Of the material below, the lines to be retyped are those from the line containing "filename stages/utils/src/loader.rs" through the line containing "非空, 读取其值 (不存在时报错);", inclusive; reproduce them exactly.

* * *

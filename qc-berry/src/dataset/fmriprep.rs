//! fMRIPrep 失败归类.
//!
//! 扫描 Slurm 日志与 fMRIPrep crashfile, 按已知错误模式归类, 并在给出 BIDS 根目录时
//! 检查对应被试/session 在磁盘上是否真的有 BOLD 影像.

use std::collections::{BTreeMap, BTreeSet};
use std::fmt;
use std::fs;
use std::path::{Path, PathBuf};

use once_cell::sync::Lazy;
use regex::{Regex, RegexBuilder};
use walkdir::WalkDir;

use crate::data::RawTable;

/// 作为日志读取的文件扩展名.
pub const LOG_EXTS: [&str; 4] = ["out", "err", "log", "txt"];

/// 日志只读末尾这么多字节.
pub const LOG_TAIL_BYTES: usize = 40_000;
/// crashfile 只读末尾这么多字节.
pub const CRASH_TAIL_BYTES: usize = 60_000;

/// 明细最多保留的字符数.
const DETAIL_LEN: usize = 240;

/// 日志中报告找不到 BOLD 的类别.
pub const NO_BOLD_IN_LOG: &str = "Inputs: no BOLD detected (log)";
/// 所有模式都不匹配, 但有疑似错误行.
pub const UNCLASSIFIED: &str = "Unclassified error";
/// 什么也没有识别出来.
pub const UNKNOWN: &str = "Unknown";
/// crashfile 只记录了节点名.
pub const NODE_CRASH: &str = "Nipype node crash";

/// 已知错误模式: `(正则, 类别, 说明)`. 按顺序取第一个匹配.
const PATTERNS: [(&str, &str, &str); 19] = [
    (
        r"argument --session-label: expected at least one argument",
        "CLI: missing --session-label value",
        "Passed --session-label with no value. Remove it or supply a session.",
    ),
    (
        r"command not found.*--skip[-_]?bids[-_]?validation",
        "CLI: flag typo / line continuation broke",
        "Use --skip-bids-validation and check line continuations.",
    ),
    (
        r"RuntimeError: a valid license file is required for FreeSurfer",
        "FreeSurfer: license missing/invalid",
        "Bind a valid FS license to /opt/freesurfer/license.txt.",
    ),
    (
        r"No such file or directory: '.*/opt/freesurfer/license\.txt'",
        "FreeSurfer: license path not bound",
        "Bind the FS license path and pass --fs-license-file.",
    ),
    (
        r"MemoryError|Cannot allocate memory|killed process.*out of memory|killed\s+.*mem",
        "Resources: Out of memory",
        "Increase --mem or --cpus-per-task.",
    ),
    (
        r"TIME LIMIT",
        "Resources: Walltime exceeded",
        "Increase --time or split sessions.",
    ),
    (
        r"Permission denied",
        "I/O: Permission denied",
        "Fix write permissions on output and work directories.",
    ),
    (
        r"Read-only file system",
        "I/O: Read-only filesystem",
        "Do not bind outputs as read-only.",
    ),
    (
        r"ValueError: .*BIDS root.*does not exist",
        "BIDS: root missing",
        "Check the mounted BIDS path.",
    ),
    (
        r"BIDS root file structure is invalid|BIDS validation .* failed",
        "BIDS: invalid structure",
        "Run the BIDS validator and fix metadata.",
    ),
    (
        r"PhaseEncodingDirection.*not found|No fieldmaps found; SDC disabled",
        "BIDS: missing PEdir/fieldmaps",
        "Add PhaseEncodingDirection or use --use-syn-sdc.",
    ),
    (
        r"SliceTiming.*missing|slicetiming .* will be ignored",
        "BIDS: slice timing missing/invalid",
        "Consider --ignore slicetiming.",
    ),
    (
        r"No functional( scans)? were found for the participant|No BOLD files found|Selected data .* yielded no BOLD",
        NO_BOLD_IN_LOG,
        "fMRIPrep did not find BOLD based on selection/filtering.",
    ),
    (
        r"TemplateFlow.*(Error|not found|Could not fetch template|Dataset could not be found)",
        "TemplateFlow cache/bind issue",
        "Bind the TemplateFlow cache.",
    ),
    (
        r"antsRegistration.*Command failed|ANTs\) Exception",
        "ANTs: registration failed",
        "Often out of memory or bad inputs.",
    ),
    (
        r"segmentation fault|core dumped",
        "Crash: segmentation fault",
        "Check earlier errors and memory.",
    ),
    (
        r"Node .* failed|Crash file written to|Traceback \(most recent call last\):",
        NODE_CRASH,
        "Inspect the crashfile for node name and traceback.",
    ),
    (
        r"FileNotFoundError: .*bold.*",
        "Inputs: bold file missing",
        "Filter selected no BOLD; check --bids-filter-file.",
    ),
    (
        r"json.decoder.JSONDecodeError|Expecting property name enclosed in double quotes",
        "BIDS filter JSON invalid",
        "Fix the malformed --bids-filter-file JSON.",
    ),
];

fn case_insensitive(p: &str) -> Regex {
    RegexBuilder::new(p).case_insensitive(true).build().unwrap()
}

static COMPILED: Lazy<Vec<(Regex, &'static str, &'static str)>> = Lazy::new(|| {
    PATTERNS
        .iter()
        .map(|&(p, category, note)| (case_insensitive(p), category, note))
        .collect()
});
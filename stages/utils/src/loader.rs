//! 对 `qc-berry::config` 与 `qc-berry::dataset` 的更一层封装. 提供命令行程序直接使用的路径与配置.

use std::env;
use std::path::{Path, PathBuf};

use anyhow::{bail, Context};
use qc_berry::config::{self, QcConfig};

/// 加载配置.
///
/// 1. 若 `explicit` 非空, 读取该文件 (不存在时报错);
/// 2. 若环境变量 `$QC_BERRY_CONFIG` 非空, 读取其值 (不存在时报错);
/// 3. 若 `$HOME/.qc-berry/config.yaml` 存在, 读取之;
/// 4. 否则使用内置默认值.
pub fn load_config(explicit: Option<&Path>) -> anyhow::Result<QcConfig> {
    match config::resolve_config_path(explicit) {
        Some(p) => {
            log::debug!("Loading config from {}", p.display());
            QcConfig::open(&p).with_context(|| format!("failed to load config {}", p.display()))
        }
        None => {
            log::debug!("No config file found, using built-in defaults");
            Ok(QcConfig::default())
        }
    }
}

/// 获取 fMRIPrep derivatives 目录.
///
/// 1. 若 `explicit` 非空, 返回之;
/// 2. 若环境变量 `$QC_DERIVATIVES_DIR` 非空, 返回其值;
/// 3. 否则, 返回 `$HOME/dataset/derivatives`.
pub fn derivatives_dir_from_env_or_home(explicit: Option<&Path>) -> anyhow::Result<PathBuf> {
    from_env_or_home(explicit, "QC_DERIVATIVES_DIR", &["derivatives"])
}

/// 获取 FreeSurfer `SUBJECTS_DIR`.
///
/// 1. 若 `explicit` 非空, 返回之;
/// 2. 若环境变量 `$SUBJECTS_DIR` 非空, 返回其值;
/// 3. 否则, 返回 `$HOME/dataset/derivatives/freesurfer`.
pub fn freesurfer_dir_from_env_or_home(explicit: Option<&Path>) -> anyhow::Result<PathBuf> {
    from_env_or_home(explicit, "SUBJECTS_DIR", &["derivatives", "freesurfer"])
}

fn from_env_or_home(explicit: Option<&Path>, var: &str, home: &[&str]) -> anyhow::Result<PathBuf> {
    if let Some(p) = explicit {
        return Ok(p.to_owned());
    }
    match env::var(var) {
        Ok(d) if !d.is_empty() => Ok(PathBuf::from(d)),
        _ => match qc_berry::dataset::home_dataset_dir_with(home) {
            Some(p) => Ok(p),
            None => bail!("cannot locate home directory; pass the path explicitly or set ${var}"),
        },
    }
}

#[cfg(test)]
mod tests {
    use super::*;

    #[test]
    fn test_explicit_config_must_exist() {
        let dir = tempfile::tempdir().unwrap();
        assert!(load_config(Some(dir.path().join("missing.yaml").as_path())).is_err());

        let p = dir.path().join("qc.yaml");
        std::fs::write(&p, "inclusion:\n  fd_mean_thresh: 0.2\n").unwrap();
        let cfg = load_config(Some(p.as_path())).unwrap();
        assert_eq!(cfg.inclusion.fd_mean_thresh, 0.2);
    }

    #[test]
    fn test_explicit_dir_wins() {
        let p = Path::new("/data/fs");
        assert_eq!(freesurfer_dir_from_env_or_home(Some(p)).unwrap(), p);
    }
}
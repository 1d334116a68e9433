//! 数据存在性检查.

use crate::config::QcConfig;
use crate::data::SessionRecord;
use crate::error::ListParseError;

/// Image ID 不在已知错误名单中. 缺失 ID 的行保留.
pub(super) fn known_bad_image(r: &SessionRecord, cfg: &QcConfig) -> Result<bool, ListParseError> {
    Ok(r.image_id
        .map_or(true, |id| !cfg.thresholds.bad_image_ids.contains(&id)))
}

pub(super) fn missing_data(r: &SessionRecord, _: &QcConfig) -> Result<bool, ListParseError> {
    Ok(r.nifti_exists && r.json_exists)
}

pub(super) fn missing_t1w(r: &SessionRecord, _: &QcConfig) -> Result<bool, ListParseError> {
    Ok(r.t1w_exists)
}
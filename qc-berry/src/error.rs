//! 运行时错误.
//!
//! 只有违反输入约定的错误 (缺列、缺文件、配置非法) 才会以 [`QcError`] 的形式向上传播;
//! 单行数据错误见 [`ListParseError`] 与 [`crate::pipeline::Diagnostic`].

use std::path::PathBuf;

use thiserror::Error;

/// 质控流程的致命错误. 出现时整次调用中止, 不产生部分输出.
#[derive(Debug, Error)]
pub enum QcError {
    /// 表中缺少必需的列. 第一个字段为表的描述, 第二个字段为列名.
    #[error("required column `{column}` is missing from {table}")]
    MissingColumn {
        /// 表的描述 (通常是文件路径或逻辑名).
        table: String,
        /// 缺失的列名.
        column: String,
    },

    /// 必需的输入文件或目录不存在.
    #[error("required input does not exist: {0}")]
    MissingInput(PathBuf),

    /// 配置文件中找不到给定的点分键路径.
    #[error("key path not found in config: {0}")]
    ConfigKey(String),

    /// 配置值不合法.
    #[error("invalid config: {0}")]
    InvalidConfig(String),

    /// 在 derivatives 目录下没有找到任何 confounds 文件.
    #[error("no confounds files found under {0}")]
    NoConfounds(PathBuf),

    /// confounds 表缺少计算 FD 所需的运动参数列.
    #[error("missing motion column `{0}` in confounds file")]
    MissingMotionColumn(String),

    /// 底层 I/O 错误.
    #[error(transparent)]
    Io(#[from] std::io::Error),

    /// 分隔文本读写错误.
    #[error(transparent)]
    Csv(#[from] csv::Error),

    /// YAML 配置解析错误.
    #[error(transparent)]
    Yaml(#[from] serde_yaml::Error),

    /// JSON 序列化错误.
    #[error(transparent)]
    Json(#[from] serde_json::Error),

    /// NIfTI header 读取错误.
    #[error(transparent)]
    Nifti(#[from] nifti::NiftiError),
}

impl QcError {
    /// 构造缺列错误.
    #[inline]
    pub fn missing_column<T: Into<String>, C: Into<String>>(table: T, column: C) -> Self {
        Self::MissingColumn {
            table: table.into(),
            column: column.into(),
        }
    }
}

/// 序列化数组字段 (如 `"[4, 64, 64, 36, 200]"`) 的解析错误.
///
/// 这是单行错误, 只会让当前启发式丢弃该行, 不会中止流程.
#[derive(Debug, Clone, PartialEq, Eq, Error)]
pub enum ListParseError {
    /// 字段为空.
    #[error("empty value")]
    Empty,

    /// 缺少成对的括号.
    #[error("value is not enclosed in brackets")]
    Unbracketed,

    /// 某个元素不是数字. 参数为该元素的原文.
    #[error("non-numeric element `{0}`")]
    NotANumber(String),

    /// 元素个数超过上限. 参数为上限.
    #[error("more than {0} elements")]
    TooLong(usize),

    /// 元素个数不足以取到所需下标. 第一个参数为实际长度, 第二个参数为所需下标.
    #[error("list of length {0} has no index {1}")]
    TooShort(usize, usize),

    /// 标量字段有值但不是数字. 参数为原文.
    #[error("non-numeric value `{0}`")]
    NonNumeric(String),
}

/// 质控流程结果.
pub type QcResult<T> = Result<T, QcError>;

* * *

**Response to the exercise:**
filename stages/utils/src/loader.rs
//! 对 `qc-berry::config` 与 `qc-berry::dataset` 的更一层封装. 提供命令行程序直接使用的路径与配置.

use std::env;
use std::path::{Path, PathBuf};

use anyhow::{bail, Context};
use qc_berry::config::{self, QcConfig};

/// 加载配置.
///
/// 1. 若 `explicit` 非空, 读取该文件 (不存在时报错);
/// 2. 若环境变量 `$QC_BERRY_CONFIG` 非空, 读取其值 (不存在时报错);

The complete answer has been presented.